Kadriye Gökçek
- Other occupation: Civil servant

Domestic
- Years: League / Role
- 1996-98: A2 Ligi / assistant referee
- 1999-2012: TFF Third League / referee
- 1998-2012: A2 Ligi / referee
- 2008-12: Turkish Women's First Football League / referee
- 2010-12: Turkish Regional Amateur League / referee

International
- Years: League / Role
- 2009-12: UEFA Women's Under-19 Championship / referee
- 2010-12: UEFA Women's Under-17 Championship / referee

= Kadriye Gökçek =

Turkish football referee

Kadriye Gökçek is a Turkish retired referee, and civil servant from profession. She was a FIFA listed woman referee since 2008.

==Early years==
Gökçek's interest in football began through her elder brother. Six sisters used to watch all football matches with their elder brother, and listen to his comments. Inspired by the Turkish woman football referees Lale Orta and Hilal Tuba Tosun Ayer, she decided to become a football referee. As Kadriye attended a referee course, her two-years younger sister Dilan Deniz Gökçek also followed her footsteps. In the beginning, both sisters faced objection by their parents because this occupation is not coupled with social security. After completing her study in physical education at Gazi University in Ankara, she pursued a civil servant profession as a sports expert at the General Directorate of Youth and Sports, a subunit of the Ministry of Youth and Sports.

==Referee career==
Kadriye Gökçek began her sport career as an assistant referee on August 10, 1996, in the A2 Ligi. After serving one and half years as an assistant referee in the TFF Third League, she qualified to supervise matches as referee in that league on January 17, 1999. Since then, she oversees in various levels of competitions.

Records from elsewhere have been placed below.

use chrono::NaiveDate;
use pretty_assertions::assert_eq;
use price_forecast::assembler::{assemble, PlotPayload};
use price_forecast::data::{Observation, PriceSeries};
use price_forecast::models::{StepForecast, TrainedForecastModel};
use price_forecast::report::{ChartSpec, ForecastTable};
use price_forecast::Result;

#[derive(Debug)]
struct UnevenForecaster;

impl TrainedForecastModel for UnevenForecaster {
    fn forecast(&self, _horizons: usize) -> Result<Vec<StepForecast>> {
        Ok(vec![
            StepForecast::new(103.456, 101.004, 105.996),
            StepForecast::new(104.0, 102.1, 106.7),
        ])
    }

    fn name(&self) -> &str {
        "uneven"
    }
}

fn ymd(y: i32, m: u32, d: u32) -> NaiveDate {
    NaiveDate::from_ymd_opt(y, m, d).unwrap()
}

fn series() -> PriceSeries {
    PriceSeries::new(
        "ACME",
        vec![
            Observation::new(ymd(2024, 1, 9), 101.0),
            Observation::new(ymd(2024, 1, 10), 102.0),
        ],
    )
    .unwrap()
}

#[test]
fn test_table_rounds_to_cents() {
    let result = assemble(&series(), 2, &UnevenForecaster).unwrap();
    let table = ForecastTable::from_result(&result);

    assert_eq!(table.confidence, "95%");
    assert_eq!(
        table.headers(),
        [
            "Date".to_string(),
            "Forecasted Price".to_string(),
            "Lower 95% CI".to_string(),
            "Upper 95% CI".to_string(),
        ]
    );
    assert_eq!(table.rows.len(), 2);
    assert_eq!(table.rows[0].date, ymd(2024, 1, 11));
    assert_eq!(table.rows[0].forecast, 103.46);
    assert_eq!(table.rows[0].lower, 101.0);
    assert_eq!(table.rows[0].upper, 106.0);

    // The unrounded result is left untouched
    assert_eq!(result.mean[0], 103.456);
}

#[test]
fn test_table_csv_export() {
    let result = assemble(&series(), 2, &UnevenForecaster).unwrap();
    let table = ForecastTable::from_result(&result);

    let mut buffer = Vec::new();
    table.write_csv(&mut buffer).unwrap();
    let csv = String::from_utf8(buffer).unwrap();

    assert_eq!(
        csv,
        "Date,Forecasted Price,Lower 95% CI,Upper 95% CI\n\
         2024-01-11,103.46,101.00,106.00\n\
         2024-01-12,104.00,102.10,106.70\n"
    );
}

#[test]
fn test_table_display() {
    let result = assemble(&series(), 2, &UnevenForecaster).unwrap();
    let text = ForecastTable::from_result(&result).to_string();

    let lines: Vec<&str> = text.lines().collect();
    assert_eq!(lines.len(), 3);
    assert!(lines[0].contains("Forecasted Price"));
    assert!(lines[1].starts_with("2024-01-11"));
    assert!(lines[1].contains("103.46"));
}

#[test]
fn test_chart_spec_traces() {
    let series = series();
    let result = assemble(&series, 2, &UnevenForecaster).unwrap();
    let payload = PlotPayload::build(&series, &result);
    let chart = ChartSpec::new(&result, &payload, 100);

    assert_eq!(chart.title, "ACME Closing Price Forecast for Next 2 Days");
    assert_eq!(chart.x_axis_title, "Date");
    assert_eq!(chart.y_axis_title, "Price");

    let names: Vec<&str> = chart.traces.iter().map(|t| t.name.as_str()).collect();
    assert_eq!(
        names,
        vec![
            "Actual Closing Price (Last 100 Days)",
            "Forecast",
            "95% Confidence Interval",
        ]
    );

    let band = &chart.traces[2];
    assert_eq!(band.fill.as_deref(), Some("toself"));
    assert_eq!(band.y, vec![105.996, 106.7, 102.1, 101.004]);
    assert_eq!(
        band.x,
        vec![ymd(2024, 1, 11), ymd(2024, 1, 12), ymd(2024, 1, 12), ymd(2024, 1, 11)]
    );
    assert_eq!(chart.traces[1].line.dash.as_deref(), Some("dash"));
}

#[test]
fn test_chart_json() {
    let series = series();
    let result = assemble(&series, 2, &UnevenForecaster).unwrap();
    let payload = PlotPayload::build(&series, &result);
    let chart = ChartSpec::new(&result, &payload, 100);

    let json: serde_json::Value = serde_json::from_str(&chart.to_json().unwrap()).unwrap();
    assert_eq!(json["traces"][0]["x"][0], "2024-01-09");
    assert_eq!(json["traces"][2]["fill"], "toself");
    assert!(json["traces"][0].get("fill").is_none());

    let dir = tempfile::tempdir().unwrap();
    let path = dir.path().join("chart.json");
    chart.save_json(&path).unwrap();
    let restored: ChartSpec =
        serde_json::from_str(&std::fs::read_to_string(&path).unwrap()).unwrap();
    assert_eq!(restored, chart);
}
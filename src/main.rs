mod cli;
mod interactive;

use anyhow::Context;
use clap::Parser;
use cli::{Cli, Command};
use price_forecast::{ForecastRequest, ForecastSession};
use std::io::{self, Write};
use tracing::info;
use tracing_subscriber::EnvFilter;

fn main() -> anyhow::Result<()> {
    tracing_subscriber::fmt()
        .with_env_filter(
            EnvFilter::try_from_default_env().unwrap_or_else(|_| EnvFilter::new("info")),
        )
        .with_writer(io::stderr)
        .init();

    let cli = Cli::parse();
    let config = cli.resolve_config()?;

    info!("Starting stock forecast");

    // Failures here stop the tool; per-request failures are handled below
    let session = ForecastSession::open(config).context("Failed to load price data")?;

    let stdout = io::stdout();
    let mut out = stdout.lock();

    match cli.command {
        Some(Command::Tickers) => {
            for ticker in session.tickers() {
                writeln!(out, "{}", ticker)?;
            }
        }
        Some(Command::Forecast {
            ticker,
            days,
            export_csv,
            chart_json,
        }) => {
            let days = days.unwrap_or(session.config().default_horizon.days());
            let request = ForecastRequest::new(ticker, days)?;
            let output = session.generate(&request)?;
            interactive::render(&mut out, &output)?;

            if let Some(path) = export_csv {
                output.table.save_csv(&path)?;
                info!(path = %path.display(), "Wrote forecast table");
            }
            if let Some(path) = chart_json {
                output.chart.save_json(&path)?;
                info!(path = %path.display(), "Wrote chart specification");
            }
        }
        None => {
            let stdin = io::stdin();
            let mut input = stdin.lock();
            interactive::run(&session, &mut input, &mut out)?;
        }
    }

    Ok(())
}
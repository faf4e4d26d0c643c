//! Forecasting capabilities consumed by the assembler

use crate::error::Result;
use serde::{Deserialize, Serialize};
use std::fmt::Debug;

/// One forecast step: point estimate and confidence bounds
#[derive(Debug, Clone, Copy, PartialEq, Serialize, Deserialize)]
pub struct StepForecast {
    /// Point estimate
    pub mean: f64,
    /// Lower confidence bound
    pub lower: f64,
    /// Upper confidence bound
    pub upper: f64,
}

impl StepForecast {
    /// Create a new forecast step
    pub fn new(mean: f64, lower: f64, upper: f64) -> Self {
        Self { mean, lower, upper }
    }

    /// Whether the bounds are finite and bracket the mean
    pub fn is_ordered(&self) -> bool {
        self.lower.is_finite()
            && self.mean.is_finite()
            && self.upper.is_finite()
            && self.lower <= self.mean
            && self.mean <= self.upper
    }
}

impl From<(f64, f64, f64)> for StepForecast {
    fn from((mean, lower, upper): (f64, f64, f64)) -> Self {
        Self::new(mean, lower, upper)
    }
}

/// A pre-fit model able to project future values
///
/// Implementations must return exactly `horizons` steps, step 1 first.
/// The assembler checks this and never pads or truncates.
pub trait TrainedForecastModel: Debug {
    /// Generate forecast steps for future periods
    fn forecast(&self, horizons: usize) -> Result<Vec<StepForecast>>;

    /// Name of the model
    fn name(&self) -> &str;

    /// Confidence level of the bounds, fixed when the model was fit
    fn confidence_level(&self) -> f64 {
        0.95
    }
}

pub mod arima;
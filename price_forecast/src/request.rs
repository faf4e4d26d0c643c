//! User-selected forecast parameters

use crate::error::{ForecastError, Result};
use serde::{Deserialize, Serialize};
use std::fmt;

/// Supported forecast horizons, in calendar days
#[derive(
    Debug, Clone, Copy, Default, PartialEq, Eq, Hash, PartialOrd, Ord, Serialize, Deserialize,
)]
#[serde(try_from = "usize", into = "usize")]
pub enum Horizon {
    OneWeek,
    TwoWeeks,
    #[default]
    OneMonth,
    TwoMonths,
    Quarter,
    HalfYear,
    Year,
}

impl Horizon {
    /// Every supported horizon, shortest first
    pub const ALL: [Horizon; 7] = [
        Horizon::OneWeek,
        Horizon::TwoWeeks,
        Horizon::OneMonth,
        Horizon::TwoMonths,
        Horizon::Quarter,
        Horizon::HalfYear,
        Horizon::Year,
    ];

    /// Number of days covered
    pub fn days(&self) -> usize {
        match self {
            Horizon::OneWeek => 7,
            Horizon::TwoWeeks => 14,
            Horizon::OneMonth => 30,
            Horizon::TwoMonths => 60,
            Horizon::Quarter => 90,
            Horizon::HalfYear => 180,
            Horizon::Year => 365,
        }
    }
}

impl TryFrom<usize> for Horizon {
    type Error = ForecastError;

    fn try_from(days: usize) -> Result<Self> {
        Horizon::ALL
            .into_iter()
            .find(|horizon| horizon.days() == days)
            .ok_or(ForecastError::InvalidHorizon(days))
    }
}

impl From<Horizon> for usize {
    fn from(horizon: Horizon) -> Self {
        horizon.days()
    }
}

impl fmt::Display for Horizon {
    fn fmt(&self, f: &mut fmt::Formatter<'_>) -> fmt::Result {
        write!(f, "{} days", self.days())
    }
}

/// A validated forecast request
#[derive(Debug, Clone, PartialEq, Eq, Serialize, Deserialize)]
pub struct ForecastRequest {
    /// Ticker to forecast
    pub ticker: String,
    /// Forecast horizon
    pub horizon: Horizon,
}

impl ForecastRequest {
    /// Create a request from raw user input
    pub fn new(ticker: impl Into<String>, horizon_days: usize) -> Result<Self> {
        let ticker = ticker.into().trim().to_string();
        if ticker.is_empty() {
            return Err(ForecastError::NotFound("No ticker selected".to_string()));
        }

        Ok(Self {
            ticker,
            horizon: Horizon::try_from(horizon_days)?,
        })
    }

    /// Number of days to forecast
    pub fn horizon_days(&self) -> usize {
        self.horizon.days()
    }
}
//! Display payloads: the forecast details table and the chart specification

use crate::assembler::{ForecastResult, PlotPayload};
use crate::error::Result;
use crate::utils::round_price;
use chrono::NaiveDate;
use serde::{Deserialize, Serialize};
use std::fmt;
use std::fs::File;
use std::io::Write;
use std::path::Path;

fn confidence_label(level: f64) -> String {
    format!("{}%", (level * 100.0).round())
}

/// One row of the forecast details table, prices rounded to 2 decimals
#[derive(Debug, Clone, PartialEq, Serialize, Deserialize)]
pub struct ForecastRow {
    pub date: NaiveDate,
    pub forecast: f64,
    pub lower: f64,
    pub upper: f64,
}

/// Forecast details table
#[derive(Debug, Clone, PartialEq, Serialize, Deserialize)]
pub struct ForecastTable {
    /// Confidence label used in the bound column headers, e.g. `95%`
    pub confidence: String,
    pub rows: Vec<ForecastRow>,
}

impl ForecastTable {
    /// Build the display table from an assembled forecast
    pub fn from_result(result: &ForecastResult) -> Self {
        let rows = result
            .forecast_dates
            .iter()
            .zip(&result.mean)
            .zip(result.lower_bound.iter().zip(&result.upper_bound))
            .map(|((date, mean), (lower, upper))| ForecastRow {
                date: *date,
                forecast: round_price(*mean),
                lower: round_price(*lower),
                upper: round_price(*upper),
            })
            .collect();

        Self {
            confidence: confidence_label(result.confidence_level),
            rows,
        }
    }

    /// Column headers
    pub fn headers(&self) -> [String; 4] {
        [
            "Date".to_string(),
            "Forecasted Price".to_string(),
            format!("Lower {} CI", self.confidence),
            format!("Upper {} CI", self.confidence),
        ]
    }

    /// Write the table as CSV
    pub fn write_csv<W: Write>(&self, writer: W) -> Result<()> {
        let mut wtr = csv::Writer::from_writer(writer);
        wtr.write_record(self.headers())?;

        for row in &self.rows {
            wtr.write_record([
                row.date.to_string(),
                format!("{:.2}", row.forecast),
                format!("{:.2}", row.lower),
                format!("{:.2}", row.upper),
            ])?;
        }

        wtr.flush()?;
        Ok(())
    }

    /// Write the table to a CSV file
    pub fn save_csv<P: AsRef<Path>>(&self, path: P) -> Result<()> {
        let file = File::create(path)?;
        self.write_csv(file)
    }
}

impl fmt::Display for ForecastTable {
    fn fmt(&self, f: &mut fmt::Formatter<'_>) -> fmt::Result {
        let [date, forecast, lower, upper] = self.headers();
        writeln!(f, "{:<12} {:>16} {:>14} {:>14}", date, forecast, lower, upper)?;
        for row in &self.rows {
            writeln!(
                f,
                "{:<12} {:>16.2} {:>14.2} {:>14.2}",
                row.date.to_string(),
                row.forecast,
                row.lower,
                row.upper
            )?;
        }
        Ok(())
    }
}

/// Line styling for a chart trace
#[derive(Debug, Clone, PartialEq, Serialize, Deserialize)]
pub struct LineStyle {
    pub color: String,
    #[serde(skip_serializing_if = "Option::is_none")]
    pub dash: Option<String>,
}

/// A single chart trace
#[derive(Debug, Clone, PartialEq, Serialize, Deserialize)]
pub struct Trace {
    pub name: String,
    pub x: Vec<NaiveDate>,
    pub y: Vec<f64>,
    pub mode: String,
    pub line: LineStyle,
    #[serde(skip_serializing_if = "Option::is_none")]
    pub fill: Option<String>,
    #[serde(skip_serializing_if = "Option::is_none")]
    pub fillcolor: Option<String>,
    #[serde(skip_serializing_if = "Option::is_none")]
    pub hoverinfo: Option<String>,
}

/// Renderer-agnostic chart: recent actuals, forecast line and confidence band
#[derive(Debug, Clone, PartialEq, Serialize, Deserialize)]
pub struct ChartSpec {
    pub title: String,
    pub x_axis_title: String,
    pub y_axis_title: String,
    pub height: u32,
    pub traces: Vec<Trace>,
}

impl ChartSpec {
    /// Build the chart for an assembled forecast
    pub fn new(result: &ForecastResult, payload: &PlotPayload, recent_points: usize) -> Self {
        let actual = Trace {
            name: format!("Actual Closing Price (Last {} Days)", recent_points),
            x: payload.recent_actual.iter().map(|obs| obs.date).collect(),
            y: payload.recent_actual.iter().map(|obs| obs.close).collect(),
            mode: "lines".to_string(),
            line: LineStyle {
                color: "blue".to_string(),
                dash: None,
            },
            fill: None,
            fillcolor: None,
            hoverinfo: None,
        };

        let forecast = Trace {
            name: "Forecast".to_string(),
            x: payload.forecast_dates.clone(),
            y: payload.forecast_mean.clone(),
            mode: "lines".to_string(),
            line: LineStyle {
                color: "orange".to_string(),
                dash: Some("dash".to_string()),
            },
            fill: None,
            fillcolor: None,
            hoverinfo: None,
        };

        let band = Trace {
            name: format!(
                "{} Confidence Interval",
                confidence_label(result.confidence_level)
            ),
            x: payload.band_dates.clone(),
            y: payload.band_values.clone(),
            mode: "lines".to_string(),
            line: LineStyle {
                color: "rgba(255,255,255,0)".to_string(),
                dash: None,
            },
            fill: Some("toself".to_string()),
            fillcolor: Some("rgba(128,128,128,0.2)".to_string()),
            hoverinfo: Some("skip".to_string()),
        };

        Self {
            title: format!(
                "{} Closing Price Forecast for Next {} Days",
                result.ticker,
                result.horizon()
            ),
            x_axis_title: "Date".to_string(),
            y_axis_title: "Price".to_string(),
            height: 500,
            traces: vec![actual, forecast, band],
        }
    }

    /// Encode the chart as pretty-printed JSON
    pub fn to_json(&self) -> Result<String> {
        Ok(serde_json::to_string_pretty(self)?)
    }

    /// Write the chart JSON to a file
    pub fn save_json<P: AsRef<Path>>(&self, path: P) -> Result<()> {
        let file = File::create(path)?;
        serde_json::to_writer_pretty(file, self)?;
        Ok(())
    }
}
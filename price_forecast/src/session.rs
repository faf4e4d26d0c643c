//! One loaded price table serving any number of forecast requests

use crate::assembler::{assemble, ForecastResult, PlotPayload};
use crate::config::ForecastConfig;
use crate::data::{DataLoader, PriceTable};
use crate::error::Result;
use crate::models::arima::FittedArima;
use crate::models::TrainedForecastModel;
use crate::report::{ChartSpec, ForecastTable};
use crate::request::ForecastRequest;
use std::sync::Arc;
use tracing::info;

/// Everything the rendering layer needs for one request
#[derive(Debug, Clone)]
pub struct ForecastOutput {
    pub result: ForecastResult,
    pub plot: PlotPayload,
    pub table: ForecastTable,
    pub chart: ChartSpec,
}

/// Immutable handle over the loaded price table
///
/// Errors from [`ForecastSession::open`] end the session. Errors from
/// [`ForecastSession::generate`] only fail that request.
#[derive(Debug, Clone)]
pub struct ForecastSession {
    config: ForecastConfig,
    prices: Arc<PriceTable>,
}

impl ForecastSession {
    /// Load and validate the price table named by `config`
    pub fn open(config: ForecastConfig) -> Result<Self> {
        let prices = DataLoader::from_csv(&config.data_file)?;
        Ok(Self::with_prices(config, prices))
    }

    /// Wrap an already-loaded price table
    pub fn with_prices(config: ForecastConfig, prices: PriceTable) -> Self {
        Self {
            config,
            prices: Arc::new(prices),
        }
    }

    /// Active configuration
    pub fn config(&self) -> &ForecastConfig {
        &self.config
    }

    /// Loaded price table
    pub fn prices(&self) -> &PriceTable {
        &self.prices
    }

    /// Tickers available for selection
    pub fn tickers(&self) -> Vec<&str> {
        self.prices.tickers()
    }

    /// Run one request against the model artifact named in the configuration
    ///
    /// The artifact is read on every call.
    pub fn generate(&self, request: &ForecastRequest) -> Result<ForecastOutput> {
        let model = FittedArima::from_json_file(&self.config.model_file)?;
        self.generate_with(request, &model)
    }

    /// Run one request against an explicit model
    pub fn generate_with<M>(&self, request: &ForecastRequest, model: &M) -> Result<ForecastOutput>
    where
        M: TrainedForecastModel + ?Sized,
    {
        let series = self.prices.select(&request.ticker)?;
        let result = assemble(&series, request.horizon_days(), model)?;
        let plot = PlotPayload::with_recent(&series, &result, self.config.recent_points);
        let table = ForecastTable::from_result(&result);
        let chart = ChartSpec::new(&result, &plot, self.config.recent_points);

        info!(
            ticker = %request.ticker,
            horizon = request.horizon_days(),
            model = model.name(),
            "Generated forecast"
        );

        Ok(ForecastOutput {
            result,
            plot,
            table,
            chart,
        })
    }
}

In 2008, Gökçek qualified to bear the FIFA badge. She supervised matches in the Group 8 of the 2010 UEFA Women's U-19 Championship First qualifying round held in Hungary between September 19 and 24, 2009. She served as referee at the first round of the 2011 UEFA Women's U-17 Championship qualifying competition held from October 15 to 22, 2010 in Northern Ireland. At the 2012 UEFA Women's Under-17 Championship qualification, she officiated four games in total. The matches of Group 1 played in Poland, the game Switzerland against Georgia on October 15, 2011, and the match Poland against Switzerland on October 20, 2011, followed by the Group 3 matches held in Denmark, between Netherlands and Denmark on April 26, 2012, as well as between Finland and Netherlands on May 1, 2012. The final match of the 2012 World Deaf Football Championships played between the Russian and the American women's teams in Ankara, Turkey on July 18, 2012, was supervised by Kadriye Gökçek. In 2012, she oversaw the 2013 UEFA Women's U-19 Championship First qualifying round matches of Switzerland against Israel on October 20 and Netherlands against Israel on October 22 in Cham, Switzerland. In 2011 and 2012, she was one of the three woman referees with FIFA badge in Turkey along with her sister Dilan Deniz and Hilal Tuba Tosun Ayer.

On January 10, 2013, it was reported that Kadriye Gökçek retired from active referee career on her own will after serving 17-years long.